» **Given records**

BEGIN

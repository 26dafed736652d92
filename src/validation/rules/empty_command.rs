//! Rule: Empty Command
//!
//! Warns when a task's command block contains nothing but whitespace.

use crate::model::{EntityId, EntityKind, Model};

use super::super::{Issue, ValidationRule};

pub struct EmptyCommandRule;

impl ValidationRule for EmptyCommandRule {
    fn id(&self) -> &'static str {
        "empty-command"
    }

    fn description(&self) -> &'static str {
        "Task commands should not be empty"
    }

    fn applies_to(&self, kind: EntityKind) -> bool {
        kind == EntityKind::Command
    }

    fn validate(&self, model: &Model, entity: EntityId) -> Vec<Issue> {
        let empty = model
            .parent(entity)
            .and_then(|task| model.command_data(task))
            .is_some_and(|command| command.text().trim().is_empty());
        if empty {
            vec![Issue::warning(entity, "command is empty", self.id())]
        } else {
            Vec::new()
        }
    }
}
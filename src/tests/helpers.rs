//! Test helpers shared by the end-to-end tests

use crate::model::{EntityId, EntityKind, Model, ParameterKind};
use crate::payload::{DocumentParser, JsonDocumentParser};
use crate::types::Type;
use crate::validation::Issue;

/// Two tasks chained through a scatter, plus a conditional; validates clean
pub const PIPELINE: &str = r#"{
    "version": "1.0",
    "tasks": [
        {
            "name": "split",
            "inputs": [{"name": "data", "type": "File"}],
            "outputs": [{"name": "chunks", "type": "Array[File]", "expression": "glob(\"*.part\")"}],
            "command": {"text": "split ~{data}"}
        },
        {
            "name": "count",
            "inputs": [
                {"name": "chunk", "type": "File"},
                {"name": "verbose", "type": "Boolean?"}
            ],
            "outputs": [{"name": "lines", "type": "Int", "expression": "read_int(stdout())"}],
            "command": {"text": "wc -l < ~{chunk}", "style": "here_doc"}
        }
    ],
    "workflows": [{
        "name": "wf",
        "inputs": [
            {"name": "data", "type": "File"},
            {"name": "threshold", "type": "Int", "expression": "10"}
        ],
        "body": [
            {"kind": "call", "target": "split", "inputs": [{"name": "data", "expression": "data"}]},
            {"kind": "scatter", "variable": "chunk", "collection": "split.chunks", "body": [
                {"kind": "call", "target": "count", "inputs": [{"name": "chunk", "expression": "chunk"}]},
                {"kind": "declaration", "name": "doubled", "type": "Int", "expression": "count.lines * 2"}
            ]},
            {"kind": "conditional", "condition": "threshold > 5", "body": [
                {"kind": "declaration", "name": "note", "type": "String", "expression": "\"big\""}
            ]}
        ],
        "outputs": [
            {"name": "totals", "type": "Array[Int]", "expression": "count.lines"},
            {"name": "doubles", "type": "Array[Int]", "expression": "doubled"}
        ]
    }]
}"#;

pub struct Fixture {
    pub document: EntityId,
    pub workflow: EntityId,
}

pub fn pipeline() -> (Model, Fixture) {
    let payload = JsonDocumentParser.parse(PIPELINE).expect("fixture payload");
    let mut model = Model::new();
    let document = model
        .build_document(&payload, Some("pipeline.wdl"))
        .expect("fixture builds");
    let workflow = model.find_executable(document, "wf").expect("workflow wf");
    (model, Fixture { document, workflow })
}

pub fn param(
    model: &mut Model,
    parent: EntityId,
    kind: ParameterKind,
    name: &str,
    ty: &str,
) -> EntityId {
    model
        .add_parameter(parent, kind, name, Some(Type::parse(ty).expect("type")))
        .expect("parameter")
}

pub fn errors(issues: &[Issue]) -> Vec<&Issue> {
    issues.iter().filter(|issue| issue.is_error()).collect()
}

/// Parameters under `root` that are not call mirrors
pub fn own_parameters(model: &Model, root: EntityId) -> Vec<EntityId> {
    model.find_all(root, |node| {
        matches!(node.kind(), EntityKind::Parameter(_))
            && node.parent().is_some_and(|p| p.kind() != EntityKind::Call)
    })
}
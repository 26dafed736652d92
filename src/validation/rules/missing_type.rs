//! Rule: Missing Type
//!
//! Reports an error when a parameter has no declared type. Scatter iterators
//! derive their type and call parameters mirror their callee, so neither is
//! checked.

use crate::model::{EntityId, EntityKind, Model, ParameterKind};

use super::super::{Issue, ValidationRule};

pub struct MissingTypeRule;

impl ValidationRule for MissingTypeRule {
    fn id(&self) -> &'static str {
        "missing-type"
    }

    fn description(&self) -> &'static str {
        "Parameters must declare a type"
    }

    fn applies_to(&self, kind: EntityKind) -> bool {
        matches!(
            kind.parameter_kind(),
            Some(kind) if kind != ParameterKind::ScatterIterator
        )
    }

    fn validate(&self, model: &Model, entity: EntityId) -> Vec<Issue> {
        if model
            .parent(entity)
            .is_some_and(|parent| parent.kind() == EntityKind::Call)
        {
            return Vec::new();
        }
        if model.parameter_type(entity).is_some() {
            return Vec::new();
        }
        vec![Issue::error(
            entity,
            format!(
                "{} '{}' has no type",
                entity.kind(),
                model.name(entity).unwrap_or_default()
            ),
            self.id(),
        )]
    }
}
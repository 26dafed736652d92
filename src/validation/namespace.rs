//! Name scopes for duplicate detection
//!
//! Workflows form one flat value namespace across their nested scatters and
//! conditionals; call parameters, struct properties and task parameters are
//! scoped by their direct owner.

use crate::model::{EntityId, EntityKind, Model, ParameterKind};

#[derive(Debug, Clone, Copy, PartialEq, Eq, Hash)]
pub(crate) enum Namespace {
    Executables,
    Structs,
    Imports,
    /// Inputs, declarations, iterators and calls
    Values,
    Outputs,
    CallInputs,
    CallOutputs,
    Properties,
}

#[derive(Debug, Clone, PartialEq, Eq)]
pub(crate) struct NamespaceKey {
    pub(crate) scope: EntityId,
    pub(crate) namespace: Namespace,
    pub(crate) name: String,
}

pub(crate) fn namespace_key(model: &Model, id: EntityId) -> Option<NamespaceKey> {
    let parent = model.parent(id)?;
    let named = || model.name(id).map(str::to_string);

    let (scope, namespace, name) = match id.kind() {
        EntityKind::Task | EntityKind::Workflow => (parent, Namespace::Executables, named()?),
        EntityKind::Struct => (parent, Namespace::Structs, named()?),
        EntityKind::Import => (parent, Namespace::Imports, model.import_namespace(id)?),
        EntityKind::Call => (
            model.executable_of(id)?,
            Namespace::Values,
            model.call_reference_name(id),
        ),
        EntityKind::Parameter(kind) => match (kind, parent.kind()) {
            (ParameterKind::StructProperty, _) => (parent, Namespace::Properties, named()?),
            (ParameterKind::Input, EntityKind::Call) => (parent, Namespace::CallInputs, named()?),
            (ParameterKind::Output, EntityKind::Call) => (parent, Namespace::CallOutputs, named()?),
            (ParameterKind::Output, _) => (model.executable_of(id)?, Namespace::Outputs, named()?),
            _ => (model.executable_of(id)?, Namespace::Values, named()?),
        },
        _ => return None,
    };

    (!name.is_empty()).then_some(NamespaceKey {
        scope,
        namespace,
        name,
    })
}

/// Every entity whose namespace scope is `scope`
pub(crate) fn scope_members(model: &Model, scope: EntityId) -> Vec<EntityId> {
    let candidates = if scope.kind() == EntityKind::Workflow {
        model.descendants(scope)
    } else {
        model.children(scope).to_vec()
    };
    candidates
        .into_iter()
        .filter(|member| namespace_key(model, *member).is_some_and(|key| key.scope == scope))
        .collect()
}
//! Rule: Invalid Expression
//!
//! Reports an error when expression text cannot be parsed for dependencies.
//! Such an expression has no dependencies at all until it is fixed.

use crate::model::{EntityId, EntityKind, Model};

use super::super::{Issue, ValidationRule};

pub struct InvalidExpressionRule;

impl ValidationRule for InvalidExpressionRule {
    fn id(&self) -> &'static str {
        "invalid-expression"
    }

    fn description(&self) -> &'static str {
        "Expressions must be syntactically valid"
    }

    fn applies_to(&self, kind: EntityKind) -> bool {
        kind.is_expression()
    }

    fn validate(&self, model: &Model, entity: EntityId) -> Vec<Issue> {
        let Ok(expression) = model.expression_data(entity) else {
            return Vec::new();
        };
        match expression.extract_error() {
            Some(err) => vec![Issue::error(entity, err.to_string(), self.id())],
            None => Vec::new(),
        }
    }
}
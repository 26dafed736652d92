//! Parameters: inputs, declarations, outputs, struct properties and scatter
//! iterators share one struct tagged by [`ParameterKind`]

use super::{EntityData, EntityId, EntityKind, Model, ParameterKind};
use crate::error::{ModelError, ModelResult};
use crate::events::Event;
use crate::expression::ExpressionData;
use crate::types::Type;

#[derive(Debug, Clone)]
pub struct ParameterData {
    pub(crate) kind: ParameterKind,
    pub(crate) ty: Option<Type>,
    pub(crate) expression: ExpressionData,
    /// Callee parameter mirrored by a call input/output
    pub(crate) mirror: Option<EntityId>,
}

impl ParameterData {
    pub(crate) fn new(kind: ParameterKind) -> Self {
        Self {
            kind,
            ty: None,
            expression: ExpressionData::default(),
            mirror: None,
        }
    }

    pub fn kind(&self) -> ParameterKind {
        self.kind
    }

    pub fn ty(&self) -> Option<&Type> {
        self.ty.as_ref()
    }

    pub fn expression(&self) -> &ExpressionData {
        &self.expression
    }

    pub fn mirror(&self) -> Option<EntityId> {
        self.mirror
    }
}

impl Model {
    /// Create a parameter under `parent`
    pub fn add_parameter(
        &mut self,
        parent: EntityId,
        kind: ParameterKind,
        name: &str,
        ty: Option<Type>,
    ) -> ModelResult<EntityId> {
        let id = self.create(EntityKind::Parameter(kind), Some(name))?;
        if let EntityData::Parameter(parameter) = &mut self.node_mut(id)?.data {
            parameter.ty = ty;
        }
        if let Err(err) = self.set_parent(id, Some(parent)) {
            self.mark_destroyed(id);
            return Err(err);
        }
        Ok(id)
    }

    pub fn parameter(&self, id: EntityId) -> ModelResult<&ParameterData> {
        match &self.node(id)?.data {
            EntityData::Parameter(parameter) => Ok(parameter),
            _ => Err(ModelError::WrongKind {
                id,
                expected: "parameter",
            }),
        }
    }

    fn parameter_mut(&mut self, id: EntityId) -> ModelResult<&mut ParameterData> {
        match &mut self.node_mut(id)?.data {
            EntityData::Parameter(parameter) => Ok(parameter),
            _ => Err(ModelError::WrongKind {
                id,
                expected: "parameter",
            }),
        }
    }

    /// Declared type; `None` for untyped parameters and non-parameters
    pub fn parameter_type(&self, id: EntityId) -> Option<Type> {
        self.parameter(id).ok().and_then(|p| p.ty.clone())
    }

    pub fn set_type(&mut self, id: EntityId, ty: Option<Type>) -> ModelResult<()> {
        let parameter = self.parameter_mut(id)?;
        if parameter.ty == ty {
            return Ok(());
        }
        let old = std::mem::replace(&mut parameter.ty, ty.clone());
        self.emit(id, Event::TypeChanged { old, new: ty });
        Ok(())
    }

    /// Parse and set a type string
    pub fn set_type_str(&mut self, id: EntityId, ty: &str) -> ModelResult<()> {
        let ty = Type::parse(ty)?;
        self.set_type(id, Some(ty))
    }

    pub(crate) fn set_mirror(&mut self, id: EntityId, mirror: Option<EntityId>) -> ModelResult<()> {
        self.parameter_mut(id)?.mirror = mirror;
        Ok(())
    }

    /// Derive a scatter iterator's type from its connections
    ///
    /// The element type of a single array-typed source wins; otherwise the
    /// type of the first typed consumer is used.
    pub(crate) fn refresh_iterator_type(&mut self, id: EntityId) -> ModelResult<()> {
        if id.kind() != EntityKind::SCATTER_ITERATOR || !self.contains(id) {
            return Ok(());
        }
        let derived = self.iterator_source_type(id).or_else(|| {
            self.parameter(id).ok().and_then(|p| {
                p.expression
                    .outbound
                    .iter()
                    .find_map(|consumer| self.parameter_type(*consumer))
            })
        });
        self.set_type(id, derived)
    }

    fn iterator_source_type(&self, id: EntityId) -> Option<Type> {
        let dependency = self.sole_dependency(id)?;
        let source = dependency.source?;
        let ty = self
            .match_identifier(source, &dependency.identifier, id)?
            .known()?;
        self.effective_source_type(ty, source, id)
            .make_array_item()
    }
}
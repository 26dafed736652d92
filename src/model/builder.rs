//! Building a document from a construction payload

use tracing::{debug, warn};

use super::{EntityId, EntityKind, MetaSection, Model, ParameterKind};
use crate::error::ModelResult;
use crate::events::Event;
use crate::payload::{
    CallPayload, DeclarationPayload, DocumentPayload, TaskPayload, WorkflowElement,
    WorkflowPayload,
};
use crate::types::Type;

impl Model {
    /// Deserialize `payload` into a new document
    ///
    /// Construction runs muted so no observer sees a half-built document;
    /// one `TreeChanged` spread afterwards resolves every expression and
    /// validates every entity. On failure the partial document is destroyed.
    pub fn build_document(
        &mut self,
        payload: &DocumentPayload,
        uri: Option<&str>,
    ) -> ModelResult<EntityId> {
        let document = self.mute_action(|model| {
            model.create_document(uri, payload.version.as_deref())
        })?;

        if let Err(err) = self.mute_action(|model| model.populate(document, payload)) {
            warn!(uri = ?uri, error = %err, "discarding partially built document");
            if let Err(cleanup) = self.mute_action(|model| model.destroy(document)) {
                warn!(uri = ?uri, error = %cleanup, "failed to discard document");
            }
            return Err(err);
        }

        self.spread(document, Event::TreeChanged { source: document })?;
        debug!(uri = ?uri, document = %document, "document built");
        Ok(document)
    }

    fn populate(&mut self, document: EntityId, payload: &DocumentPayload) -> ModelResult<()> {
        for import in &payload.imports {
            let aliases = import
                .struct_aliases
                .iter()
                .map(|a| (a.name.clone(), a.alias.clone()))
                .collect();
            self.add_import(document, &import.uri, import.alias.as_deref(), aliases)?;
        }

        for structure in &payload.structs {
            let id = self.add_struct(document, &structure.name)?;
            for member in &structure.members {
                self.build_parameter(id, ParameterKind::StructProperty, member)?;
            }
        }

        for task in &payload.tasks {
            self.build_task(document, task)?;
        }
        for workflow in &payload.workflows {
            self.build_workflow(document, workflow)?;
        }

        // every executable exists now, so local targets resolve
        for call in self.find_all(document, |node| node.kind() == EntityKind::Call) {
            self.resolve_call_target(call)?;
        }
        Ok(())
    }

    fn build_parameter(
        &mut self,
        parent: EntityId,
        kind: ParameterKind,
        payload: &DeclarationPayload,
    ) -> ModelResult<EntityId> {
        let ty = payload.ty.as_deref().map(Type::parse).transpose()?;
        let id = self.add_parameter(parent, kind, &payload.name, ty)?;
        if let Some(expression) = &payload.expression {
            self.set_text(id, expression)?;
        }
        Ok(id)
    }

    fn build_task(&mut self, document: EntityId, payload: &TaskPayload) -> ModelResult<EntityId> {
        let task = self.add_task(document, &payload.name)?;
        for input in &payload.inputs {
            self.build_parameter(task, ParameterKind::Input, input)?;
        }
        for declaration in &payload.declarations {
            self.build_parameter(task, ParameterKind::Declaration, declaration)?;
        }
        for output in &payload.outputs {
            self.build_parameter(task, ParameterKind::Output, output)?;
        }
        if let Some(command) = &payload.command {
            self.set_command(task, &command.text, command.style)?;
        }

        let sections = [
            (MetaSection::Meta, &payload.meta),
            (MetaSection::ParameterMeta, &payload.parameter_meta),
            (MetaSection::Runtime, &payload.runtime),
        ];
        for (section, entries) in sections {
            for (key, value) in entries {
                self.set_meta(task, section, key, value)?;
            }
        }
        Ok(task)
    }

    fn build_workflow(
        &mut self,
        document: EntityId,
        payload: &WorkflowPayload,
    ) -> ModelResult<EntityId> {
        let workflow = self.add_workflow(document, &payload.name)?;
        for input in &payload.inputs {
            self.build_parameter(workflow, ParameterKind::Input, input)?;
        }
        self.build_body(workflow, &payload.body)?;
        for output in &payload.outputs {
            self.build_parameter(workflow, ParameterKind::Output, output)?;
        }

        for (section, entries) in [
            (MetaSection::Meta, &payload.meta),
            (MetaSection::ParameterMeta, &payload.parameter_meta),
        ] {
            for (key, value) in entries {
                self.set_meta(workflow, section, key, value)?;
            }
        }
        Ok(workflow)
    }

    fn build_body(&mut self, parent: EntityId, body: &[WorkflowElement]) -> ModelResult<()> {
        for element in body {
            match element {
                WorkflowElement::Declaration(declaration) => {
                    self.build_parameter(parent, ParameterKind::Declaration, declaration)?;
                }
                WorkflowElement::Call(call) => {
                    self.build_call(parent, call)?;
                }
                WorkflowElement::Scatter(scatter) => {
                    let id = self.add_scatter(parent, &scatter.variable, &scatter.collection)?;
                    self.build_body(id, &scatter.body)?;
                }
                WorkflowElement::Conditional(conditional) => {
                    let id = self.add_conditional(parent, &conditional.condition)?;
                    self.build_body(id, &conditional.body)?;
                }
            }
        }
        Ok(())
    }

    /// Call inputs are created unmirrored; resolving the target adopts them
    /// by name
    fn build_call(&mut self, parent: EntityId, payload: &CallPayload) -> ModelResult<EntityId> {
        let call = self.create(EntityKind::Call, Some(&payload.target))?;
        self.node_mut(call)?.alias = payload.alias.clone();
        if let Err(err) = self.set_parent(call, Some(parent)) {
            self.mark_destroyed(call);
            return Err(err);
        }
        for input in &payload.inputs {
            let id = self.add_parameter(call, ParameterKind::Input, &input.name, None)?;
            if let Some(expression) = &input.expression {
                self.set_text(id, expression)?;
            }
        }
        Ok(call)
    }
}
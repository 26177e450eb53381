use std::sync::{Arc, PoisonError, RwLock, RwLockReadGuard, RwLockWriteGuard};

use crate::models::{Item, NewItem};

#[derive(Debug)]
struct Inner {
    items: Vec<Item>,
    next_id: u64,
}

/// In-memory item collection shared across async handlers
///
/// Clones share the same underlying collection. Ids come from a counter owned
/// by the store, so an id is never reused even if items were to be removed.
#[derive(Debug, Clone)]
pub struct ItemStore {
    inner: Arc<RwLock<Inner>>,
}

impl ItemStore {
    /// Create an empty store; the first created item gets id 1
    pub fn new() -> Self {
        Self::with_items(Vec::new())
    }

    /// Create a store holding the two fixed seed items
    pub fn seeded() -> Self {
        Self::with_items(vec![
            Item {
                id: 1,
                name: "Item 1".to_string(),
                price: 10.0,
            },
            Item {
                id: 2,
                name: "Item 2".to_string(),
                price: 20.0,
            },
        ])
    }

    fn with_items(items: Vec<Item>) -> Self {
        let next_id = items.iter().map(|item| item.id).max().unwrap_or(0) + 1;
        Self {
            inner: Arc::new(RwLock::new(Inner { items, next_id })),
        }
    }

    // The only mutation is a single push, so a poisoned lock still guards
    // consistent data.
    fn read(&self) -> RwLockReadGuard<'_, Inner> {
        self.inner.read().unwrap_or_else(PoisonError::into_inner)
    }

    fn write(&self) -> RwLockWriteGuard<'_, Inner> {
        self.inner.write().unwrap_or_else(PoisonError::into_inner)
    }

    /// Snapshot of all items in insertion order
    pub fn list(&self) -> Vec<Item> {
        self.read().items.clone()
    }

    /// Look up an item by id
    pub fn get(&self, id: u64) -> Option<Item> {
        self.read().items.iter().find(|item| item.id == id).cloned()
    }

    /// Assign the next id to `new_item`, append it, and return the stored item
    pub fn create(&self, new_item: NewItem) -> Item {
        let mut inner = self.write();
        let item = Item {
            id: inner.next_id,
            name: new_item.name,
            price: new_item.price,
        };
        inner.next_id += 1;
        inner.items.push(item.clone());
        item
    }

    pub fn len(&self) -> usize {
        self.read().items.len()
    }
}

impl Default for ItemStore {
    fn default() -> Self {
        Self::new()
    }
}
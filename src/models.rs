use serde::{Deserialize, Serialize};

/// A single item held by the service
#[derive(Debug, Clone, PartialEq, Serialize, Deserialize, utoipa::ToSchema)]
pub struct Item {
    pub id: u64,
    pub name: String,
    pub price: f64,
}

/// Request body for creating an item
///
/// Any `id` sent by the client is ignored; the store assigns it.
#[derive(Debug, Clone, Deserialize, utoipa::ToSchema)]
pub struct NewItem {
    pub name: String,
    pub price: f64,
}

/// Response type for health check endpoint
#[derive(Serialize, Deserialize, utoipa::ToSchema)]
pub struct HealthResponse {
    pub status: String,
}
use crate::config::Config;
use crate::store::ItemStore;
use std::sync::Arc;

/// Shared application state
#[derive(Clone)]
pub struct AppState {
    pub store: ItemStore,
    pub config: Arc<Config>,
}

impl AppState {
    pub fn new(store: ItemStore, config: Config) -> Self {
        Self {
            store,
            config: Arc::new(config),
        }
    }
}
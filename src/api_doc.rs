use utoipa::OpenApi;

use crate::error::ErrorResponse;
use crate::handlers;
use crate::models::{HealthResponse, Item, NewItem};

/// OpenAPI documentation
#[derive(OpenApi)]
#[openapi(
    info(
        title = "item-service API",
        version = "1.0.0",
        description = "A minimal in-memory item CRUD service"
    ),
    paths(
        handlers::health::health_handler,
        handlers::list::list_handler,
        handlers::get::get_handler,
        handlers::create::create_handler
    ),
    components(
        schemas(
            Item,
            NewItem,
            ErrorResponse,
            HealthResponse
        )
    ),
    tags(
        (name = "health", description = "Health check operations"),
        (name = "items", description = "Item operations")
    )
)]
pub struct ApiDoc;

END

» **Task brief**
Every line of the material that includes the word "Reports" needs to be copied.

» **Solution**
//! Reports an error when a parameter has no declared type. Scatter iterators
//! Reports an error when expression text cannot be parsed for dependencies.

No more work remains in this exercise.